Here’s Why Sticking To An Annual Code Update Schedule Can Cost You

Here’s Why Sticking To An Annual Code Update Schedule Can Cost You

No matter when you’re reading this, it’s medical coding update season! January may bring the most changes, but there are plenty of other events throughout the year to keep facilities, practices, and medical coding companies on their toes. Here’s a starting point you can use to make sure your medical coding tools provide the latest information for the areas that matter to you.

Here’s Why Sticking To An Annual Code Update Schedule Can Cost You

Use Preliminary Releases So You Aren’t Late to the Party

Preliminary information about code set updates comes out at various times throughout the year. For instance, you may get a preview of ICD-10-CM and ICD-10-PCS changes in late spring or early summer so you can prepare for October 1 implementation. We typically see the early list of annual CPT® code updates in late summer/early fall, with January HCPCS updates posted closer to the implementation date.

Preliminary lists are just that; they’re not final. But the early lists help with preparations, so check to see whether your medical code lookup software provides information about upcoming changes as well as providing accurate codes on the implementation dates.

Check for CPT® Updates Beyond January

You may know that Category III CPT® codes are implemented in July and January, but did you know CPT® now has Proprietary Laboratory Analyses (PLA) codes released quarterly? Updating your code sets once a year simply isn’t enough because you may be missing changes that affect you.

Bonus tip: Another area to watch is corrections. Considering the huge number of codes, it’s no surprise that the different code sets must sometimes post errata and technical corrections. Make sure your coding resource is updated with the latest corrections as well as the latest codes.

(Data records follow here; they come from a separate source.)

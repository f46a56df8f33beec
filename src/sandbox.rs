//! Best-effort process confinement once the input is open.
//!
//! After the log (and GeoIP database) are open the pass only reads from
//! already-open descriptors and writes the report to stdout. On Linux the
//! filesystem becomes read-only and TCP bind/connect are denied through
//! Landlock. Older kernels get whatever subset they support, platforms
//! without a suitable facility continue unconfined.

/// How much of the confinement the platform could apply.
#[derive(Debug, Clone, Copy, PartialEq, Eq)]
pub enum Confinement {
    /// Read-only filesystem and no TCP sockets.
    Full,
    /// Some restrictions were applied, typically the filesystem ones only.
    Partial,
    /// Nothing was applied.
    Unavailable,
}

/// Confine the calling thread and the threads it spawns afterwards.
///
/// Failures are logged and reported as [`Confinement::Unavailable`], they
/// never abort the pass.
pub fn restrict() -> Confinement {
    imp::restrict()
}

#[cfg(target_os = "linux")]
mod imp {
    use landlock::{
        path_beneath_rules, Access, AccessFs, AccessNet, Ruleset, RulesetAttr, RulesetCreatedAttr,
        RulesetError, RulesetStatus, ABI,
    };
    use tracing::{debug, warn};

    use super::Confinement;

    /// Newest ABI we know how to use, older kernels are handled best-effort.
    const TARGET_ABI: ABI = ABI::V4;

    pub(super) fn restrict() -> Confinement {
        // forbid gaining privileges through setuid binaries or file capabilities
        if let Err(errno) = nix::sys::prctl::set_no_new_privs() {
            warn!(%errno, "sandbox: failed to set no_new_privs");
        }

        match landlock() {
            Ok(RulesetStatus::FullyEnforced) => {
                debug!("sandbox: read-only filesystem, network denied");
                Confinement::Full
            }
            Ok(RulesetStatus::PartiallyEnforced) => {
                debug!("sandbox: partially enforced, kernel lacks some landlock features");
                Confinement::Partial
            }
            Ok(RulesetStatus::NotEnforced) => {
                debug!("sandbox: landlock not supported by this kernel");
                Confinement::Unavailable
            }
            Err(e) => {
                warn!(error = %e, "sandbox: failed to apply landlock ruleset");
                Confinement::Unavailable
            }
        }
    }

    fn landlock() -> Result<RulesetStatus, RulesetError> {
        let status = Ruleset::default()
            .handle_access(AccessFs::from_all(TARGET_ABI))?
            .handle_access(AccessNet::from_all(TARGET_ABI))?
            .create()?
            .add_rules(path_beneath_rules(&["/"], AccessFs::from_read(TARGET_ABI)))?
            .restrict_self()?;
        Ok(status.ruleset)
    }
}

#[cfg(not(target_os = "linux"))]
mod imp {
    use tracing::debug;

    use super::Confinement;

    pub(super) fn restrict() -> Confinement {
        debug!("sandbox: no restriction facility on this platform");
        Confinement::Unavailable
    }
}
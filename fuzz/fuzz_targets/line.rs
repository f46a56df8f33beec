#![no_main]

use libfuzzer_sys::fuzz_target;
use logswan::aggregator::Aggregator;
use logswan::geo::NoGeoLocator;
use logswan::pipeline::process_line;
use logswan::record::LogRecord;

fuzz_target!(|data: &[u8]| {
    let record = LogRecord::parse(data);
    for field in [
        record.remote_host,
        record.identity,
        record.user,
        record.date,
        record.request,
        record.status_code,
        record.object_size,
        record.referer,
        record.user_agent,
    ]
    .into_iter()
    .flatten()
    {
        assert!(!field.is_empty());
        assert!(field.len() <= data.len());
    }

    let mut aggregator = Aggregator::new();
    process_line(&mut aggregator, data, &NoGeoLocator);
    assert_eq!(aggregator.lines(), 1);
});
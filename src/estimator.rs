//! Cardinality estimator allows to estimate number of distinct elements
//! in the stream and is defined with const `P` parameter:
//! - `P`: precision parameter in [4..18] range, which defines
//!   number of bits to use for HyperLogLog register indices.
//!
//! The estimator keeps `M = 2^P` registers of one byte each, so its memory
//! footprint is fixed at construction time and never grows with the stream.
//!
//! # Accuracy
//!
//! Expected relative error is `1.04 / sqrt(M)`:
//! - P = 10: 1.04 / sqrt(2^10) = 3.25%
//! - P = 12: 1.04 / sqrt(2^12) = 1.62%
//! - P = 14: 1.04 / sqrt(2^14) = 0.81%
//! - P = 18: 1.04 / sqrt(2^18) = 0.20%
//!
//! # Low latency
//! - Number of zero registers and registers' harmonic sum are
//!   stored and updated dynamically as more data being inserted,
//!   allowing to have constant time `estimate` operations.
//!
//! Original HyperLogLog paper:
//! https://algo.inria.fr/flajolet/Publications/FlFuGaMe07.pdf

use std::fmt::{Debug, Formatter};
use std::hash::{BuildHasher, BuildHasherDefault, Hash, Hasher};
use std::mem::{size_of, size_of_val};

use wyhash::WyHash;

/// Size of the 64-bit hash space, used by the large range correction.
const HASH_SPACE: f64 = 18_446_744_073_709_551_616.0;

/// HyperLogLog cardinality estimator with `2^P` registers.
pub struct CardinalityEstimator<const P: usize = 14, H: Hasher + Default = WyHash> {
    /// Maximum observed rank per register
    registers: Box<[u8]>,
    /// Number of registers still set to zero
    zeros: usize,
    /// Harmonic sum `Σ 2^-register` over all registers
    sum: f64,
    /// Zero-sized build hasher
    build_hasher: BuildHasherDefault<H>,
}

impl<const P: usize, H: Hasher + Default> CardinalityEstimator<P, H> {
    /// Ensure that `P` is in correct range at compile time
    const VALID_PARAMS: () = assert!(P >= 4 && P <= 18);
    /// Number of HyperLogLog registers
    pub const M: usize = 1 << P;
    /// Largest rank a register can hold: all `64 - P` suffix bits are zero.
    const MAX_RANK: u8 = (64 - P + 1) as u8;

    /// Creates new instance of `CardinalityEstimator` with all registers set to zero
    #[inline]
    pub fn new() -> Self {
        // compile time check of params
        _ = Self::VALID_PARAMS;

        Self {
            registers: vec![0u8; Self::M].into_boxed_slice(),
            zeros: Self::M,
            sum: Self::M as f64,
            build_hasher: BuildHasherDefault::default(),
        }
    }

    /// Insert a hashable item into `CardinalityEstimator`
    #[inline]
    pub fn insert<T: Hash + ?Sized>(&mut self, item: &T) {
        let mut hasher = self.build_hasher.build_hasher();
        item.hash(&mut hasher);
        let hash = hasher.finish();
        self.insert_hash(hash);
    }

    /// Insert hash into `CardinalityEstimator`
    #[inline]
    pub fn insert_hash(&mut self, hash: u64) {
        let (idx, rank) = Self::decode_hash(hash);
        self.update_rank(idx, rank);
    }

    /// Split a 64-bit hash into register index (top `P` bits) and rank of the remaining bits
    #[inline]
    fn decode_hash(hash: u64) -> (usize, u8) {
        let idx = (hash >> (64 - P)) as usize;
        let suffix = hash << P;
        let rank = (suffix.leading_zeros() as u8 + 1).min(Self::MAX_RANK);
        (idx, rank)
    }

    /// Raise register `idx` to `new_rank` if it is larger than the stored one
    #[inline]
    fn update_rank(&mut self, idx: usize, new_rank: u8) {
        let old_rank = self.registers[idx];
        if new_rank <= old_rank {
            return;
        }
        self.registers[idx] = new_rank;

        // Update number of zero registers and harmonic sum
        self.zeros -= usize::from(old_rank == 0);
        self.sum -= inv_pow2(old_rank);
        self.sum += inv_pow2(new_rank);
    }

    /// Return cardinality estimate
    #[inline]
    pub fn estimate(&self) -> usize {
        let m = Self::M as f64;
        let raw = alpha(Self::M) * m * m / self.sum;

        let estimate = if raw <= 2.5 * m && self.zeros > 0 {
            // small range correction
            m * (m / self.zeros as f64).ln()
        } else if raw > HASH_SPACE / 30.0 {
            // large range correction
            -HASH_SPACE * (1.0 - raw / HASH_SPACE).max(f64::MIN_POSITIVE).ln()
        } else {
            raw
        };

        (estimate + 0.5) as usize
    }

    /// Merge cardinality estimators.
    ///
    /// Resulting registers are the element-wise maximum of both estimators,
    /// which estimates the cardinality of the union of both streams.
    #[inline]
    pub fn merge(&mut self, rhs: &Self) {
        for (lhs_rank, &rhs_rank) in self.registers.iter_mut().zip(rhs.registers.iter()) {
            if rhs_rank > *lhs_rank {
                *lhs_rank = rhs_rank;
            }
        }
        self.recount();
    }

    /// Recompute number of zero registers and harmonic sum from scratch
    fn recount(&mut self) {
        self.zeros = self.registers.iter().filter(|&&r| r == 0).count();
        self.sum = self.registers.iter().map(|&r| inv_pow2(r)).sum();
    }

    /// Return number of registers which were never updated
    #[inline]
    pub fn zeros(&self) -> usize {
        self.zeros
    }

    /// Return memory size of `CardinalityEstimator`
    pub fn size_of(&self) -> usize {
        size_of::<Self>() + size_of_val(&*self.registers)
    }
}

impl<const P: usize, H: Hasher + Default> Default for CardinalityEstimator<P, H> {
    fn default() -> Self {
        Self::new()
    }
}

impl<const P: usize, H: Hasher + Default> Clone for CardinalityEstimator<P, H> {
    /// Clone `CardinalityEstimator`
    fn clone(&self) -> Self {
        Self {
            registers: self.registers.clone(),
            zeros: self.zeros,
            sum: self.sum,
            build_hasher: BuildHasherDefault::default(),
        }
    }
}

impl<const P: usize, H: Hasher + Default> PartialEq for CardinalityEstimator<P, H> {
    /// Compare cardinality estimators by their registers
    fn eq(&self, rhs: &Self) -> bool {
        self.registers == rhs.registers
    }
}

impl<const P: usize, H: Hasher + Default> Debug for CardinalityEstimator<P, H> {
    fn fmt(&self, f: &mut Formatter<'_>) -> std::fmt::Result {
        write!(
            f,
            "{{ estimate: {}, zeros: {}, size: {} }}",
            self.estimate(),
            self.zeros,
            self.size_of()
        )
    }
}

/// Parameter for bias correction
#[inline]
fn alpha(m: usize) -> f64 {
    match m {
        16 => 0.673,
        32 => 0.697,
        64 => 0.709,
        _ => 0.7213 / (1.0 + 1.079 / (m as f64)),
    }
}

/// Computes `2^-rank`
#[inline]
fn inv_pow2(rank: u8) -> f64 {
    1.0 / ((1u64 << rank) as f64)
}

Increase Accuracy With Guideline Changes, Too

Your code set updates aren’t complete until you have the latest guidelines for the code sets. These include instructions that accompany the codes, like section notes and code-level notes in CPT®. It’s helpful if you can see which guidelines are new. For instance, SuperCoder online coding tools mark CPT® guideline updates by putting them in green text.

You also want to be sure that you have access to current ICD10CM Official Guidelines for Coding and Reporting, which aren’t located within the code set. Your online medical billing and coding resource may post a copy or link, or you can find the guidelines by searching online.

Stay on Top of CMS HCPCS, CCI, and Fee Schedule News

PLA coding isn’t the only coding area updated throughout the year. Medicare updates HCPCS codes, multiple fee schedules, and Correct Coding Initiative (CCI) edits on a quarterly basis.

If you think these smaller updates aren’t important, consider the impact of missing a change for one of your most common services, such as the addition of a HCPCS code specific to a drug you report, a change to a bilateral indicator on the Medicare Physician Fee Schedule, or a new rule that allows you to override a CCI edit. Ignoring quarterly updates can lead to reduced accuracy and reimbursement.

Always Have the Latest LCDs and NCDs

Speaking of accuracy and reimbursement, Medicare local coverage determinations (LCDs) and national coverage determinations (NCDs) can be a treasure trove of correct-coding guidance for your Medicare claims. These policies can see updates at any time, so choose a coding resource that updates them regularly. Individual policies, especially LCDs and lab NCDs, may provide tables showing you exactly which ICD-10-CM codes support the procedures and services you’re reporting. The policies also may detail documentation you need to support a service, frequency limitations, and other coverage rules.

Bottom line: Updating coding resources once a year isn’t enough. Either follow a detailed plan so you don’t miss important changes, or choose a reliable online coding solution that does the update work for you throughout the year.